Installing another Wall Street insider at the Treasury Department will only reinforce the administration’s anti-democratic approach to crafting economic policy.


The opposition to the nomination of another investment banker, Antonio Weiss, to a top position in the U.S. Treasury is not just a demagogic appeal to anti-Wall Street prejudices, as his supporters argue.

Weiss’s actual experience appears to be a poor match for the specific duties of the position in question, and may be less laudable than his supporters claim. Weiss’s principal credential appears to be that he is a product of the same culture that produced our other recent economic policymakers.

And that is the real problem for opponents, who believe that economic policies should be subject to democratic debate and require the consent of the governed.

The response to the financial crisis was the most consequential economic policy in generations. Wall Street and Washington insiders alike argue that those policies, endlessly indulgent of banks and pitiless to homeowners, were technocratic decisions that required the recondite knowledge of Wall Street professionals.

To Weiss’s supporters, disregard for public opinion is a virtue. “Making economic policy isn’t a popularity contest,” David Ignatius wrote in The Washington Post, “especially when financial markets are in a panic.” “Our job was to fix it,“ former Treasury Secretary Timothy Geithner said, “not make people like us.”

Criticism did not just come from politicians pandering to the great unwashed, however.

Most economists argued that the lesson of past financial crises was to take economic pain quickly, recognize losses on distressed debt, and take insolvent banks through an orderly receivership. The “standard playbook” for financial crises since the 1870s was to “shut down insolvent institutions so executives and shareholders in the future do not think they will escape the consequences of the moral hazard they created.” “Zombie” banks, economists argued, only delay recovery.

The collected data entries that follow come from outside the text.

//! Novaflow binary entrypoint: parse arguments, load settings, start logging
//! and dispatch to the subcommand handler.

mod args;

use std::fmt;
use std::path::Path;
use std::sync::OnceLock;

use clap::Parser;
use novaflow::settings::{ConfigPaths, Settings};

/// Log timestamp formatter: `YYYY-MM-DD HH:MM:SS` in local time.
struct NovaflowTimer;

impl tracing_subscriber::fmt::time::FormatTime for NovaflowTimer {
    fn format_time(&self, w: &mut tracing_subscriber::fmt::format::Writer<'_>) -> fmt::Result {
        let ts = chrono::Local::now().format("[%Y-%m-%d %H:%M:%S]").to_string();
        w.write_str(&ts)
    }
}

static LOG_GUARD: OnceLock<tracing_appender::non_blocking::WorkerGuard> = OnceLock::new();

/// What: Install the tracing subscriber.
///
/// Inputs:
/// - `logs_dir`: Directory receiving `novaflow.log`.
/// - `level`: Default filter when `RUST_LOG` is unset.
///
/// Details:
/// - Falls back to stderr when the log file cannot be opened.
fn init_logging(logs_dir: &Path, level: &str) {
    let env_filter = || {
        tracing_subscriber::EnvFilter::try_from_default_env()
            .unwrap_or_else(|_| tracing_subscriber::EnvFilter::new(level))
    };
    let log_path = logs_dir.join("novaflow.log");
    let _ = std::fs::create_dir_all(logs_dir);
    match std::fs::OpenOptions::new()
        .create(true)
        .append(true)
        .open(&log_path)
    {
        Ok(file) => {
            let (non_blocking, guard) = tracing_appender::non_blocking(file);
            tracing_subscriber::fmt()
                .with_env_filter(env_filter())
                .with_target(false)
                .with_ansi(false)
                .with_writer(non_blocking)
                .with_timer(NovaflowTimer)
                .init();
            let _ = LOG_GUARD.set(guard);
            tracing::info!(path = %log_path.display(), "logging initialized");
        }
        Err(e) => {
            tracing_subscriber::fmt()
                .with_env_filter(env_filter())
                .with_target(false)
                .with_ansi(true)
                .with_writer(std::io::stderr)
                .with_timer(NovaflowTimer)
                .init();
            tracing::warn!(error = %e, "failed to open log file; using stderr");
        }
    }
}

#[tokio::main]
async fn main() {
    let cli = args::Args::parse();
    let paths = ConfigPaths::from_override(cli.config_dir.as_deref());
    let settings = match Settings::load(&paths.settings_file()) {
        Ok(s) => s,
        Err(e) => {
            eprintln!("{e}");
            std::process::exit(args::EXIT_CONFIG);
        }
    };
    let level = args::determine_log_level(&cli, &settings.log_level);
    init_logging(&paths.logs_dir(), &level);
    tracing::info!(
        version = env!("CARGO_PKG_VERSION"),
        config_dir = %paths.root().display(),
        "Novaflow starting"
    );

    let ctx = args::Context { settings, paths };
    let code = args::dispatch(cli.command, &ctx).await;
    tracing::info!(code, "Novaflow exited");
    std::process::exit(code);
}

#[cfg(test)]
mod tests {
    /// What: FormatTime impl writes a bracketed timestamp without panicking
    #[test]
    fn novaflow_timer_formats_time() {
        use tracing_subscriber::fmt::time::FormatTime;
        let mut buf = String::new();
        let mut writer = tracing_subscriber::fmt::format::Writer::new(&mut buf);
        let t = super::NovaflowTimer;
        let _ = t.format_time(&mut writer);
        assert!(buf.starts_with('['));
        assert_eq!(buf.len(), "[2026-01-01 00:00:00]".len());
    }
}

The Bush and Obama Administrations instead helped too-big-to-fail banks pretend to be solvent and provided subsidies and other dispensations until the banks became profitable, an effort that continues.

Unfortunately, any effective effort to reduce foreclosures required banks to recognize losses on mortgages. Insiders regarded foreclosures as a lesser concern. Geithner said that even if the government used federal funds “to wipe out every dollar of negative equity in the U.S. housing market…it would have increased annual consumption by just 0.1 to 0.2 percent.”

According to Atif Mian and Amir Sufi, two prominent economists, “that is dead wrong.” Household wealth fell by $9 trillion after the housing bubble burst in 2006, which greatly reduced consumer demand. “The evidence,” Amir and Sufi said, “is pretty clear: an aggressive bold attack on household debt would have significantly reduced the horrible impact of the Great Recession on Americans.”

Wall Street’s critics did not lose that debate. There was no debate.

Senator Obama endorsed legislation in his presidential campaign to allow the judicial modification of mortgages in bankruptcy. President Obama never publicly wavered from that position, but Treasury officials privately lobbied against the legislation in the Senate, where the legislation died. The determination by economic policymakers to protect their immaculate policies from tawdry politics may extend to attempts by the President to intrude.

Meddling by Members of Congress was certainly unwelcome. In a private meeting between Administration officials and disgruntled House Democrats, I said that foreclosure relief efforts appeared designed to help banks absorb losses gradually, not to help homeowners. Geithner was offended—indignant—at the suggestion. Neil Barofsky, then the Special Inspector General for the Troubled Asset Recovery Program, later confirmed that was exactly the purpose of the programs—in Geithner’s words, to “foam the runway” for the banks.

The success of policies that are unacknowledged or even denied is difficult to measure. Since the financial crisis, however, the financial sector, from whence our unguarded platonic guardians came and soon will return, has prospered. Others fared less well. Wealth and income inequality widened dramatically.

Weiss has not served in government, so opposition to his nomination may punish him for the sins of others, perhaps unfairly. There is nothing to indicate, however, that Weiss questions the assumption that the North Star of economic policy should be the prosperity of the financial sector, or that policies should be freely debated unless there’s money involved.

The presidential campaign in 2016 will undoubtedly largely be about economic policy. Voters may assume that the election of one candidate or another will result in implementation of that candidate’s economic policies.

If the culture of economic policymakers remains unchanged, the public positions of candidates and the votes of citizens may not matter much.

Brad Miller is a Senior Fellow at the Roosevelt Institute. Previously, he served for a decade in the U.S. House of Representatives.